Quini y los demás sabían perfectamente que, incluso si Xiao Wenbing no venía a robar el Anillo Qiankun, serían impotentes ante él. Por lo tanto, sentían por Xiao Wenbing el mayor respeto y lo admiraban profundamente.

“Shabir, ¿qué opinas?” Quini miró a Xiao Wenbing, que estaba meditando, con una expresión inexpresiva.

"No lo sé, pero... no tenemos salida." Shabir dijo con expresión inexpresiva, con un tono de voz algo aturdido.

"Sí, no hay salida."

“Sin embargo…”, dijo Shabir con vacilación, “dijo que ya se han logrado algunos avances”.

"Sí, esperemos que haya algún progreso."

Los dos hombres intercambiaron una mirada, incapaces de comprender lo que sucedía. Sin embargo, al ver el Anillo Qiankun en la mano de Xiao Wenbing, no se atrevieron a albergar más pensamientos codiciosos, ni a utilizar su sentido divino para explorarlo.

Una de las razones era el miedo a ser descubierto por Xiao Wenbing, pero otra era la reticencia a afrontar la realidad. ¿Y si Xiao Wenbing realmente les traía malas noticias...?

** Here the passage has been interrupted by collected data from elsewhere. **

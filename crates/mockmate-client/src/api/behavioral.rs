//! Behavioral response recording and analysis endpoints.

use reqwest::Method;

use crate::error::ApiResult;
use crate::gateway::ApiGateway;
use crate::query::ToQuery;
use crate::types::{BehavioralResponse, ResponseFilter, SubmitResponseRequest};

pub struct BehavioralApi<'a> {
    gateway: &'a ApiGateway,
}

impl<'a> BehavioralApi<'a> {
    pub(crate) fn new(gateway: &'a ApiGateway) -> Self {
        Self { gateway }
    }

    pub async fn submit(&self, request: &SubmitResponseRequest) -> ApiResult<BehavioralResponse> {
        self.gateway
            .send_json(Method::POST, "/behavioral/submit", request)
            .await
    }

    pub async fn responses(&self, filter: &ResponseFilter) -> ApiResult<Vec<BehavioralResponse>> {
        self.gateway
            .get("/behavioral/responses", Some(&filter.to_query()))
            .await
    }

    pub async fn response(&self, id: i64) -> ApiResult<BehavioralResponse> {
        self.gateway
            .get(&format!("/behavioral/responses/{id}"), None)
            .await
    }

    /// Asks the backend to analyze a response; returns the updated record.
    pub async fn analyze(&self, id: i64) -> ApiResult<BehavioralResponse> {
        self.gateway
            .call(Method::POST, &format!("/behavioral/responses/{id}/analyze"))
            .await
    }
}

Queenie alzó la vista hacia el templo y suspiró profundamente.

Desde el descubrimiento de la existencia del Espíritu de la Tierra dentro del Círculo Qiankun, toda la estrategia del Reino de la Llama ha sufrido una transformación completa.

Enviar al Dios Oscuro al mundo del cultivo y recuperar el Anillo Qiankun de la tormenta fueron dos de sus sugerencias. Como resultado, solo quedaban cinco de las docenas de inmortales, y cinco inmortales ya no bastaban para prolongar el declive del Árbol de la Vida. Por lo tanto, para él, Xiao Wenbing era ahora su última esperanza.

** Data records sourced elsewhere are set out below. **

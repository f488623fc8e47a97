//! CLI entry and dispatch.

use anyhow::{Context, Result};
use chrono::NaiveDateTime;
use clap::Parser;
use mockmate_client::types::{
    Category, Difficulty, InterviewType, ProgrammingLanguage, QuestionType, Role, SessionStatus,
};
use tracing_subscriber::EnvFilter;
use tracing_subscriber::layer::SubscriberExt;
use tracing_subscriber::util::SubscriberInitExt;

mod commands;

/// Env var holding the log filter directive.
const LOG_ENV: &str = "MOCKMATE_LOG";

#[derive(Parser)]
#[command(name = "mockmate")]
#[command(version)]
#[command(about = "Mock-Mate interview practice client")]
struct Cli {
    #[command(subcommand)]
    command: Commands,
}

#[derive(clap::Subcommand)]
enum Commands {
    /// Sign in and store the session credential
    Login {
        #[arg(short, long)]
        username: String,
        #[arg(short, long, env = "MOCKMATE_PASSWORD", hide_env_values = true)]
        password: String,
    },
    /// Create an account and sign in
    Register {
        #[arg(short, long)]
        username: String,
        #[arg(short, long)]
        email: String,
        #[arg(short, long, env = "MOCKMATE_PASSWORD", hide_env_values = true)]
        password: String,
        #[arg(long, default_value = "")]
        first_name: String,
        #[arg(long, default_value = "")]
        last_name: String,
        /// STUDENT, MENTOR or ADMIN
        #[arg(long, default_value = "STUDENT")]
        role: Role,
    },
    /// End the session and forget the stored credential
    Logout,
    /// Show the signed-in user's profile
    Whoami,
    /// Show the signed-in user's statistics
    Stats,
    /// Show the top-ranked users
    Leaderboard {
        #[arg(short, long)]
        limit: Option<u32>,
    },
    /// Manage interview sessions
    Interviews {
        #[command(subcommand)]
        command: InterviewCommands,
    },
    /// Browse the question bank
    Questions {
        #[command(subcommand)]
        command: QuestionCommands,
    },
    /// Submit and test code
    Coding {
        #[command(subcommand)]
        command: CodingCommands,
    },
    /// Record and analyze behavioral answers
    Behavioral {
        #[command(subcommand)]
        command: BehavioralCommands,
    },
    /// Administrative views (ADMIN role)
    Admin {
        #[command(subcommand)]
        command: AdminCommands,
    },
    /// Manage configuration
    Config {
        #[command(subcommand)]
        command: ConfigCommands,
    },
}

#[derive(clap::Subcommand)]
enum InterviewCommands {
    /// Lists your interviews
    List {
        /// Only sessions in this state (e.g. SCHEDULED, IN_PROGRESS)
        #[arg(long)]
        status: Option<SessionStatus>,
    },
    /// Schedules a new interview
    Create {
        #[arg(value_name = "TITLE")]
        title: String,
        /// TECHNICAL, BEHAVIORAL, CODING or MIXED
        #[arg(long = "type", default_value = "TECHNICAL")]
        kind: InterviewType,
        /// Start time, e.g. 2026-11-02T15:30:00
        #[arg(long)]
        at: NaiveDateTime,
        #[arg(long)]
        duration: Option<u32>,
        #[arg(long)]
        description: Option<String>,
        #[arg(long, value_name = "USER_ID")]
        mentor: Option<i64>,
        /// Peer to practice with; marks the session as a peer interview
        #[arg(long, value_name = "USER_ID")]
        peer: Option<i64>,
    },
    /// Starts a scheduled interview
    Start { id: i64 },
    /// Completes an interview with feedback
    Complete {
        id: i64,
        #[arg(short, long)]
        feedback: String,
    },
    /// Cancels an interview
    Cancel { id: i64 },
    /// Lists peer interviews open to join
    Available,
    /// Joins a peer interview
    Join { id: i64 },
}

#[derive(clap::Subcommand)]
enum QuestionCommands {
    /// Lists questions
    List {
        #[arg(long)]
        category: Option<Category>,
        #[arg(long)]
        difficulty: Option<Difficulty>,
        #[arg(long = "type")]
        kind: Option<QuestionType>,
        #[arg(long)]
        limit: Option<u32>,
    },
    /// Shows one question
    Show { id: i64 },
    /// Draws random questions
    Random {
        /// May be repeated
        #[arg(long = "category")]
        categories: Vec<Category>,
        #[arg(long)]
        difficulty: Option<Difficulty>,
        #[arg(long = "type")]
        kind: Option<QuestionType>,
        #[arg(long)]
        count: Option<u32>,
    },
}

#[derive(clap::Subcommand)]
enum CodingCommands {
    /// Submits a solution file for evaluation
    Submit {
        #[arg(value_name = "QUESTION_ID")]
        question_id: i64,
        #[arg(short, long)]
        file: std::path::PathBuf,
        #[arg(short, long)]
        language: ProgrammingLanguage,
        #[arg(long, value_name = "INTERVIEW_ID")]
        session: Option<i64>,
    },
    /// Runs a file against custom input without recording it
    Test {
        #[arg(short, long)]
        file: std::path::PathBuf,
        #[arg(short, long)]
        language: ProgrammingLanguage,
        #[arg(short, long, default_value = "")]
        input: String,
    },
    /// Lists your submissions
    Submissions {
        #[arg(long, value_name = "QUESTION_ID")]
        question: Option<i64>,
        #[arg(long, value_name = "INTERVIEW_ID")]
        session: Option<i64>,
    },
}

#[derive(clap::Subcommand)]
enum BehavioralCommands {
    /// Records an answer to a behavioral question
    Submit {
        #[arg(value_name = "QUESTION_ID")]
        question_id: i64,
        #[arg(short, long)]
        response: String,
        #[arg(long, value_name = "INTERVIEW_ID")]
        session: Option<i64>,
        #[arg(long, value_name = "SECONDS")]
        time: Option<u32>,
    },
    /// Lists your recorded answers
    Responses {
        #[arg(long, value_name = "QUESTION_ID")]
        question: Option<i64>,
        #[arg(long, value_name = "INTERVIEW_ID")]
        session: Option<i64>,
    },
    /// Requests analysis of a recorded answer
    Analyze { id: i64 },
}

#[derive(clap::Subcommand)]
enum AdminCommands {
    /// Shows dashboard figures
    Dashboard,
    /// Lists users
    Users {
        #[arg(long)]
        role: Option<Role>,
        #[arg(long)]
        search: Option<String>,
        #[arg(long)]
        page: Option<u32>,
        #[arg(long)]
        size: Option<u32>,
    },
    /// Shows system statistics
    Stats,
    /// Deletes a user account
    DeleteUser { id: i64 },
}

#[derive(clap::Subcommand)]
enum ConfigCommands {
    /// Show the path to the config file
    Path,
    /// Initialize a default config file (if not present)
    Init,
}

pub fn run() -> Result<()> {
    let cli = Cli::parse();

    init_logging();

    let rt = tokio::runtime::Runtime::new().context("create tokio runtime")?;

    rt.block_on(async move { dispatch(cli).await })
}

fn init_logging() {
    let filter = EnvFilter::try_from_env(LOG_ENV).unwrap_or_else(|_| EnvFilter::new("warn"));
    tracing_subscriber::registry()
        .with(filter)
        .with(tracing_subscriber::fmt::layer().with_writer(std::io::stderr))
        .init();
}

async fn dispatch(cli: Cli) -> Result<()> {
    // Config commands work without a reachable backend.
    if let Commands::Config { command } = &cli.command {
        return match command {
            ConfigCommands::Path => {
                commands::config::path();
                Ok(())
            }
            ConfigCommands::Init => commands::config::init(),
        };
    }

    let gateway = commands::gateway()?;

    match cli.command {
        Commands::Login { username, password } => {
            commands::auth::login(&gateway, &username, &password).await
        }
        Commands::Register {
            username,
            email,
            password,
            first_name,
            last_name,
            role,
        } => {
            commands::auth::register(
                &gateway,
                commands::auth::Registration {
                    username,
                    email,
                    password,
                    first_name,
                    last_name,
                    role,
                },
            )
            .await
        }
        Commands::Logout => commands::auth::logout(&gateway).await,
        Commands::Whoami => commands::auth::whoami(&gateway).await,
        Commands::Stats => commands::auth::stats(&gateway).await,
        Commands::Leaderboard { limit } => commands::auth::leaderboard(&gateway, limit).await,

        Commands::Interviews { command } => match command {
            InterviewCommands::List { status } => {
                commands::interviews::list(&gateway, status).await
            }
            InterviewCommands::Create {
                title,
                kind,
                at,
                duration,
                description,
                mentor,
                peer,
            } => {
                commands::interviews::create(
                    &gateway,
                    commands::interviews::NewInterview {
                        title,
                        kind,
                        scheduled_at: at,
                        duration,
                        description,
                        mentor,
                        peer,
                    },
                )
                .await
            }
            InterviewCommands::Start { id } => commands::interviews::start(&gateway, id).await,
            InterviewCommands::Complete { id, feedback } => {
                commands::interviews::complete(&gateway, id, &feedback).await
            }
            InterviewCommands::Cancel { id } => commands::interviews::cancel(&gateway, id).await,
            InterviewCommands::Available => commands::interviews::available(&gateway).await,
            InterviewCommands::Join { id } => commands::interviews::join(&gateway, id).await,
        },

        Commands::Questions { command } => match command {
            QuestionCommands::List {
                category,
                difficulty,
                kind,
                limit,
            } => {
                commands::questions::list(&gateway, category, difficulty, kind, limit).await
            }
            QuestionCommands::Show { id } => commands::questions::show(&gateway, id).await,
            QuestionCommands::Random {
                categories,
                difficulty,
                kind,
                count,
            } => {
                commands::questions::random(&gateway, categories, difficulty, kind, count).await
            }
        },

        Commands::Coding { command } => match command {
            CodingCommands::Submit {
                question_id,
                file,
                language,
                session,
            } => commands::coding::submit(&gateway, question_id, &file, language, session).await,
            CodingCommands::Test {
                file,
                language,
                input,
            } => commands::coding::test(&gateway, &file, language, input).await,
            CodingCommands::Submissions { question, session } => {
                commands::coding::submissions(&gateway, question, session).await
            }
        },

        Commands::Behavioral { command } => match command {
            BehavioralCommands::Submit {
                question_id,
                response,
                session,
                time,
            } => commands::behavioral::submit(&gateway, question_id, response, session, time).await,
            BehavioralCommands::Responses { question, session } => {
                commands::behavioral::responses(&gateway, question, session).await
            }
            BehavioralCommands::Analyze { id } => {
                commands::behavioral::analyze(&gateway, id).await
            }
        },

        Commands::Admin { command } => match command {
            AdminCommands::Dashboard => commands::admin::dashboard(&gateway).await,
            AdminCommands::Users {
                role,
                search,
                page,
                size,
            } => commands::admin::users(&gateway, role, search, page, size).await,
            AdminCommands::Stats => commands::admin::stats(&gateway).await,
            AdminCommands::DeleteUser { id } => commands::admin::delete_user(&gateway, id).await,
        },

        // handled above
        Commands::Config { .. } => Ok(()),
    }
}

"Shabir, ¿crees que seré el mayor pecador del Reino de las Llamas?"

Tras un largo silencio, Shabir finalmente dijo: "Si tú lo eres, yo también".

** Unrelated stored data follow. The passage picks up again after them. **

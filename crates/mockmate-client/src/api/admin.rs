//! Admin-only endpoints.

use reqwest::Method;
use serde_json::Value;

use crate::error::ApiResult;
use crate::gateway::ApiGateway;
use crate::query::ToQuery;
use crate::types::{AdminUserUpdate, UserFilter, UserProfile};

pub struct AdminApi<'a> {
    gateway: &'a ApiGateway,
}

impl<'a> AdminApi<'a> {
    pub(crate) fn new(gateway: &'a ApiGateway) -> Self {
        Self { gateway }
    }

    /// Dashboard figures, passed through verbatim.
    pub async fn dashboard(&self) -> ApiResult<Value> {
        self.gateway.get("/admin/dashboard", None).await
    }

    pub async fn users(&self, filter: &UserFilter) -> ApiResult<Vec<UserProfile>> {
        self.gateway
            .get("/admin/users", Some(&filter.to_query()))
            .await
    }

    pub async fn update_user(&self, id: i64, update: &AdminUserUpdate) -> ApiResult<UserProfile> {
        self.gateway
            .send_json(Method::PUT, &format!("/admin/users/{id}"), update)
            .await
    }

    pub async fn delete_user(&self, id: i64) -> ApiResult<()> {
        self.gateway
            .request(Method::DELETE, &format!("/admin/users/{id}"), None, None)
            .await
            .map(|_| ())
    }

    pub async fn system_stats(&self) -> ApiResult<Value> {
        self.gateway.get("/admin/stats", None).await
    }
}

Xiao Wenbing llegó al Círculo Qiankun y, mirando al Espíritu de Madera, preguntó inmediatamente: "Compañero Daoísta de Madera, deseo salvar el Reino de la Llama. ¿Tienes alguna manera?"

Mu Ling negó con la cabeza repetidamente y dijo: "El Árbol de la Vida en este reino se ha marchitado por completo y no hay posibilidad de revivirlo. No se puede salvar".

Xiao Wenbing se sorprendió mucho y preguntó: "¿Y qué hay de enterrar al Espíritu de la Tierra junto al Árbol de la Vida?"

“Eso tampoco funcionará”, dijo Mu Ling sin dudarlo. “Si hubiéramos sido diez mil años antes, tal vez habría habido un rayo de esperanza, pero ahora no hay absolutamente ninguna posibilidad”.

La expresión de Xiao Wenbing se ensombreció. Naturalmente, no dudaba de las palabras de Mu Ling, pero si les decía la verdad, ¿cómo podrían Quini y los demás rendirse? Para esta gente del Reino de la Llama, el Espíritu de la Tierra era su última esperanza; era absolutamente imposible que se rindieran y esperaran la muerte en silencio.

Si estas palabras salieran a la luz, probablemente se desataría otra feroz batalla. ¿Qué sentido tendrían sus minuciosos esfuerzos por evitar un enfrentamiento directo? Y lo que es más importante, ¿cómo podría obtener el fuego celestial de Queenie después de haberse convertido en su enemigo?

“Compañero taoísta Xiao, el Reino de la Llama ya está en su fin, no tiene salvación. Sin embargo…” Mu Ling vaciló.

"¿Pero qué?"

Mu Ling lo miró y dijo: "Compañero taoísta Xiao, aunque el Reino de la Llama está destinado a perecer, ellos no lo saben. Si le pedimos a Quini Fuego de Llama ahora, probablemente no se negará".

"¿Quieres que le mienta?"

“Así es. En cuanto consigamos la Llama Inmortal, regresaremos al mundo del cultivo de inmediato. Ahora mismo, nubes de tormenta bloquean el paso entre los dos mundos, y quedan muy pocos inmortales en el Reino de la Llama. Quini no tendrá forma de encontrarnos.”

Xiao Wenbing se sobresaltó, con un atisbo de sospecha en la mirada del Espíritu de Madera. ¿Acaso los espíritus de los cinco elementos no se suponía que eran personas honestas? Este Espíritu de Madera también parecía honesto y modesto, pero su astucia era mucho más profunda. Mmm, el Espíritu de Tierra era mucho más encantador.

Tras pensarlo un momento, Xiao Wenbing sonrió y dijo: "Lo entiendo".